**What is expected**: Make an exact copy of every entry, from the first line to the last.

**Dataset extract**:
*****

//! Runtime configuration
//!
//! Every field has a default, so an empty YAML file (or none at all) is a
//! valid configuration. CLI flags override individual fields after loading.

use std::path::Path;

use serde::{Deserialize, Serialize};

use crate::error::{ConfigError, ConfigResult};
use crate::firing::FiringConfig;
use crate::palette::{AgentRegions, Palette};
use crate::relax::RelaxationConfig;
use crate::render::RenderLimits;

pub const DEFAULT_ENDPOINT: &str = "ws://localhost:8765/ws/brain";

#[derive(Debug, Clone, PartialEq, Serialize, Deserialize)]
#[serde(default)]
pub struct LiveConfig {
    /// WebSocket URL of the live source
    pub endpoint: String,
    pub reconnect_delay_ms: u64,
    /// Request live mode at startup
    pub start_live: bool,
}

impl Default for LiveConfig {
    fn default() -> Self {
        Self {
            endpoint: DEFAULT_ENDPOINT.to_string(),
            reconnect_delay_ms: 3000,
            start_live: true,
        }
    }
}

/// Periods of the session's recurring tasks
#[derive(Debug, Clone, PartialEq, Serialize, Deserialize)]
#[serde(default)]
pub struct SimulationConfig {
    pub frame_hz: u32,
    pub ambient_ms: u64,
    pub relax_ms: u64,
    pub maintenance_ms: u64,
    pub activity_poll_ms: u64,
}

impl Default for SimulationConfig {
    fn default() -> Self {
        Self {
            frame_hz: 60,
            ambient_ms: 150,
            relax_ms: 3000,
            maintenance_ms: 30_000,
            activity_poll_ms: 5000,
        }
    }
}

/// REST graph source and event sink
#[derive(Debug, Clone, PartialEq, Serialize, Deserialize)]
#[serde(default)]
pub struct SourceConfig {
    /// Base URL of the REST tables; `None` means synthetic graph only
    pub url: Option<String>,
    pub api_key: Option<String>,
    /// Event sink endpoint; `None` disables notifications
    pub sink_url: Option<String>,
    pub timeout_ms: u64,
    /// Row limit for the neuron and synapse tables
    pub row_limit: usize,
}

impl Default for SourceConfig {
    fn default() -> Self {
        Self {
            url: None,
            api_key: None,
            sink_url: None,
            timeout_ms: 3000,
            row_limit: 2000,
        }
    }
}

#[derive(Debug, Clone, PartialEq, Serialize, Deserialize)]
#[serde(default)]
pub struct ServerConfig {
    pub enabled: bool,
    pub port: u16,
}

impl Default for ServerConfig {
    fn default() -> Self {
        Self {
            enabled: true,
            port: 3000,
        }
    }
}

#[derive(Debug, Clone, Default, PartialEq, Serialize, Deserialize)]
#[serde(default)]
pub struct Config {
    pub live: LiveConfig,
    pub render: RenderLimits,
    pub simulation: SimulationConfig,
    pub firing: FiringConfig,
    pub relaxation: RelaxationConfig,
    pub source: SourceConfig,
    pub server: ServerConfig,
    pub palette: Palette,
    pub agents: AgentRegions,
    /// Seed for every random choice; `None` seeds from entropy
    pub seed: Option<u64>,
}

impl Config {
    pub fn from_yaml_str(text: &str) -> ConfigResult<Self> {
        // An empty document deserializes to null, not to an empty map
        if text.trim().is_empty() {
            return Ok(Self::default());
        }
        let config: Config = serde_yaml::from_str(text)?;
        config.validate()?;
        Ok(config)
    }

    pub fn from_path(path: &Path) -> ConfigResult<Self> {
        let text = std::fs::read_to_string(path)?;
        Self::from_yaml_str(&text)
    }

    /// Reject values that would stall or break the session
    pub fn validate(&self) -> ConfigResult<()> {
        let render = &self.render;
        if !(render.bounding_radius > 0.0) {
            return Err(invalid("render.bounding_radius must be positive"));
        }
        if render.batched_threshold == 0 {
            return Err(invalid("render.batched_threshold must be positive"));
        }
        if !(0.0..=1.0).contains(&render.particle_chance) {
            return Err(invalid("render.particle_chance must be within 0..=1"));
        }
        for (name, factor) in [
            ("render.discrete_smoothing", render.discrete_smoothing),
            ("render.batched_smoothing", render.batched_smoothing),
        ] {
            if !(factor > 0.0 && factor <= 1.0) {
                return Err(invalid(format!("{name} must be within (0, 1]")));
            }
        }

        let sim = &self.simulation;
        for (name, value) in [
            ("simulation.ambient_ms", sim.ambient_ms),
            ("simulation.relax_ms", sim.relax_ms),
            ("simulation.maintenance_ms", sim.maintenance_ms),
            ("simulation.activity_poll_ms", sim.activity_poll_ms),
            ("live.reconnect_delay_ms", self.live.reconnect_delay_ms),
        ] {
            if value == 0 {
                return Err(invalid(format!("{name} must be positive")));
            }
        }
        if sim.frame_hz == 0 {
            return Err(invalid("simulation.frame_hz must be positive"));
        }

        if self.firing.ambient_min > self.firing.ambient_max {
            return Err(invalid("firing.ambient_min exceeds firing.ambient_max"));
        }
        if !(self.firing.heat_saturation > 0.0) {
            return Err(invalid("firing.heat_saturation must be positive"));
        }
        if !(0.0..=1.0).contains(&self.firing.router_bias) {
            return Err(invalid("firing.router_bias must be within 0..=1"));
        }
        if !(self.relaxation.repulsion_radius > 0.0) {
            return Err(invalid("relaxation.repulsion_radius must be positive"));
        }
        Ok(())
    }
}

fn invalid(message: impl Into<String>) -> ConfigError {
    ConfigError::Invalid(message.into())
}

#[cfg(test)]
mod tests {
    use super::*;
    use std::io::Write;

    #[test]
    fn empty_document_is_the_default() {
        assert_eq!(Config::from_yaml_str("").unwrap(), Config::default());
        assert_eq!(Config::from_yaml_str("{}").unwrap(), Config::default());
    }

    #[test]
    fn partial_sections_keep_other_defaults() {
        let yaml = r#"
live:
  endpoint: ws://brain.example/ws
render:
  batched_threshold: 64
palette:
  cortex: { h: 0.1, s: 0.5, l: 0.5 }
agents:
  Scout: cortex
seed: 9
"#;
        let config = Config::from_yaml_str(yaml).unwrap();
        assert_eq!(config.live.endpoint, "ws://brain.example/ws");
        assert_eq!(config.live.reconnect_delay_ms, 3000);
        assert_eq!(config.render.batched_threshold, 64);
        assert_eq!(config.render.max_discrete_edges, 500);
        assert_eq!(config.palette.len(), 1);
        assert_eq!(config.agents.region_for("Scout"), Some("cortex"));
        assert_eq!(config.seed, Some(9));
    }

    #[test]
    fn invalid_values_are_rejected() {
        let err = Config::from_yaml_str("render:\n  bounding_radius: 0\n").unwrap_err();
        assert!(matches!(err, ConfigError::Invalid(_)));
        assert!(err.to_string().contains("bounding_radius"));

        let err = Config::from_yaml_str("simulation:\n  relax_ms: 0\n").unwrap_err();
        assert!(err.to_string().contains("relax_ms"));

        let err = Config::from_yaml_str("firing:\n  ambient_min: 5\n").unwrap_err();
        assert!(err.to_string().contains("ambient_min"));
    }

    #[test]
    fn malformed_yaml_is_a_yaml_error() {
        assert!(matches!(
            Config::from_yaml_str("live: [unclosed"),
            Err(ConfigError::Yaml(_))
        ));
    }

    #[test]
    fn loads_from_file() {
        let mut file = tempfile::NamedTempFile::new().unwrap();
        writeln!(file, "server:\n  port: 8081").unwrap();
        let config = Config::from_path(file.path()).unwrap();
        assert_eq!(config.server.port, 8081);
        assert!(config.server.enabled);
    }

    #[test]
    fn missing_file_is_an_io_error() {
        let dir = tempfile::tempdir().unwrap();
        assert!(matches!(
            Config::from_path(&dir.path().join("absent.yaml")),
            Err(ConfigError::Io(_))
        ));
    }
}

*****

**Finished task**:
//! Runtime configuration
//!
//! Every field has a default, so an empty YAML file (or none at all) is a
//! valid configuration. CLI flags override individual fields after loading.

use std::path::Path;

use serde::{Deserialize, Serialize};

use crate::error::{ConfigError, ConfigResult};
use crate::firing::FiringConfig;
use crate::palette::{AgentRegions, Palette};
use crate::relax::RelaxationConfig;
use crate::render::RenderLimits;

pub const DEFAULT_ENDPOINT: &str = "ws://localhost:8765/ws/brain";

#[derive(Debug, Clone, PartialEq, Serialize, Deserialize)]
#[serde(default)]
pub struct LiveConfig {
    /// WebSocket URL of the live source
    pub endpoint: String,
    pub reconnect_delay_ms: u64,
    /// Request live mode at startup
    pub start_live: bool,
}

impl Default for LiveConfig {
    fn default() -> Self {
        Self {
            endpoint: DEFAULT_ENDPOINT.to_string(),
            reconnect_delay_ms: 3000,
            start_live: true,
        }
    }
}

/// Periods of the session's recurring tasks
#[derive(Debug, Clone, PartialEq, Serialize, Deserialize)]
#[serde(default)]
pub struct SimulationConfig {
    pub frame_hz: u32,
    pub ambient_ms: u64,
    pub relax_ms: u64,
    pub maintenance_ms: u64,
    pub activity_poll_ms: u64,
}

impl Default for SimulationConfig {
    fn default() -> Self {
        Self {
            frame_hz: 60,
            ambient_ms: 150,
            relax_ms: 3000,
            maintenance_ms: 30_000,
            activity_poll_ms: 5000,
        }
    }
}

/// REST graph source and event sink
#[derive(Debug, Clone, PartialEq, Serialize, Deserialize)]
#[serde(default)]
pub struct SourceConfig {
    /// Base URL of the REST tables; `None` means synthetic graph only
    pub url: Option<String>,
    pub api_key: Option<String>,
    /// Event sink endpoint; `None` disables notifications
    pub sink_url: Option<String>,
    pub timeout_ms: u64,
    /// Row limit for the neuron and synapse tables
    pub row_limit: usize,
}

impl Default for SourceConfig {
    fn default() -> Self {
        Self {
            url: None,
            api_key: None,
            sink_url: None,
            timeout_ms: 3000,
            row_limit: 2000,
        }
    }
}

#[derive(Debug, Clone, PartialEq, Serialize, Deserialize)]
#[serde(default)]
pub struct ServerConfig {
    pub enabled: bool,
    pub port: u16,
}

impl Default for ServerConfig {
    fn default() -> Self {
        Self {
            enabled: true,
            port: 3000,
        }
    }
}

#[derive(Debug, Clone, Default, PartialEq, Serialize, Deserialize)]
#[serde(default)]
pub struct Config {
    pub live: LiveConfig,
    pub render: RenderLimits,
    pub simulation: SimulationConfig,
    pub firing: FiringConfig,
    pub relaxation: RelaxationConfig,
    pub source: SourceConfig,
    pub server: ServerConfig,
    pub palette: Palette,
    pub agents: AgentRegions,
    /// Seed for every random choice; `None` seeds from entropy
    pub seed: Option<u64>,
}

impl Config {
    pub fn from_yaml_str(text: &str) -> ConfigResult<Self> {
        // An empty document deserializes to null, not to an empty map
        if text.trim().is_empty() {
            return Ok(Self::default());
        }
        let config: Config = serde_yaml::from_str(text)?;
        config.validate()?;
        Ok(config)
    }

    pub fn from_path(path: &Path) -> ConfigResult<Self> {
        let text = std::fs::read_to_string(path)?;
        Self::from_yaml_str(&text)
    }

    /// Reject values that would stall or break the session
    pub fn validate(&self) -> ConfigResult<()> {
        let render = &self.render;
        if !(render.bounding_radius > 0.0) {
            return Err(invalid("render.bounding_radius must be positive"));
        }
        if render.batched_threshold == 0 {
            return Err(invalid("render.batched_threshold must be positive"));
        }
        if !(0.0..=1.0).contains(&render.particle_chance) {
            return Err(invalid("render.particle_chance must be within 0..=1"));
        }
        for (name, factor) in [
            ("render.discrete_smoothing", render.discrete_smoothing),
            ("render.batched_smoothing", render.batched_smoothing),
        ] {
            if !(factor > 0.0 && factor <= 1.0) {
                return Err(invalid(format!("{name} must be within (0, 1]")));
            }
        }

        let sim = &self.simulation;
        for (name, value) in [
            ("simulation.ambient_ms", sim.ambient_ms),
            ("simulation.relax_ms", sim.relax_ms),
            ("simulation.maintenance_ms", sim.maintenance_ms),
            ("simulation.activity_poll_ms", sim.activity_poll_ms),
            ("live.reconnect_delay_ms", self.live.reconnect_delay_ms),
        ] {
            if value == 0 {
                return Err(invalid(format!("{name} must be positive")));
            }
        }
        if sim.frame_hz == 0 {
            return Err(invalid("simulation.frame_hz must be positive"));
        }

        if self.firing.ambient_min > self.firing.ambient_max {
            return Err(invalid("firing.ambient_min exceeds firing.ambient_max"));
        }
        if !(self.firing.heat_saturation > 0.0) {
            return Err(invalid("firing.heat_saturation must be positive"));
        }
        if !(0.0..=1.0).contains(&self.firing.router_bias) {
            return Err(invalid("firing.router_bias must be within 0..=1"));
        }
        if !(self.relaxation.repulsion_radius > 0.0) {
            return Err(invalid("relaxation.repulsion_radius must be positive"));
        }
        Ok(())
    }
}

fn invalid(message: impl Into<String>) -> ConfigError {
    ConfigError::Invalid(message.into())
}

#[cfg(test)]
mod tests {
    use super::*;
    use std::io::Write;

    #[test]
    fn empty_document_is_the_default() {
        assert_eq!(Config::from_yaml_str("").unwrap(), Config::default());
        assert_eq!(Config::from_yaml_str("{}").unwrap(), Config::default());
    }

    #[test]
    fn partial_sections_keep_other_defaults() {
        let yaml = r#"
live:
  endpoint: ws://brain.example/ws
render:
  batched_threshold: 64
palette:
  cortex: { h: 0.1, s: 0.5, l: 0.5 }
agents:
  Scout: cortex
seed: 9
"#;
        let config = Config::from_yaml_str(yaml).unwrap();
        assert_eq!(config.live.endpoint, "ws://brain.example/ws");
        assert_eq!(config.live.reconnect_delay_ms, 3000);
        assert_eq!(config.render.batched_threshold, 64);
        assert_eq!(config.render.max_discrete_edges, 500);
        assert_eq!(config.palette.len(), 1);
        assert_eq!(config.agents.region_for("Scout"), Some("cortex"));
        assert_eq!(config.seed, Some(9));
    }

    #[test]
    fn invalid_values_are_rejected() {
        let err = Config::from_yaml_str("render:\n  bounding_radius: 0\n").unwrap_err();
        assert!(matches!(err, ConfigError::Invalid(_)));
        assert!(err.to_string().contains("bounding_radius"));

        let err = Config::from_yaml_str("simulation:\n  relax_ms: 0\n").unwrap_err();
        assert!(err.to_string().contains("relax_ms"));

        let err = Config::from_yaml_str("firing:\n  ambient_min: 5\n").unwrap_err();
        assert!(err.to_string().contains("ambient_min"));
    }

    #[test]
    fn malformed_yaml_is_a_yaml_error() {
        assert!(matches!(
            Config::from_yaml_str("live: [unclosed"),
            Err(ConfigError::Yaml(_))
        ));
    }

    #[test]
    fn loads_from_file() {
        let mut file = tempfile::NamedTempFile::new().unwrap();
        writeln!(file, "server:\n  port: 8081").unwrap();
        let config = Config::from_path(file.path()).unwrap();
        assert_eq!(config.server.port, 8081);
        assert!(config.server.enabled);
    }

    #[test]
    fn missing_file_is_an_io_error() {
        let dir = tempfile::tempdir().unwrap();
        assert!(matches!(
            Config::from_path(&dir.path().join("absent.yaml")),
            Err(ConfigError::Io(_))
        ));
    }
}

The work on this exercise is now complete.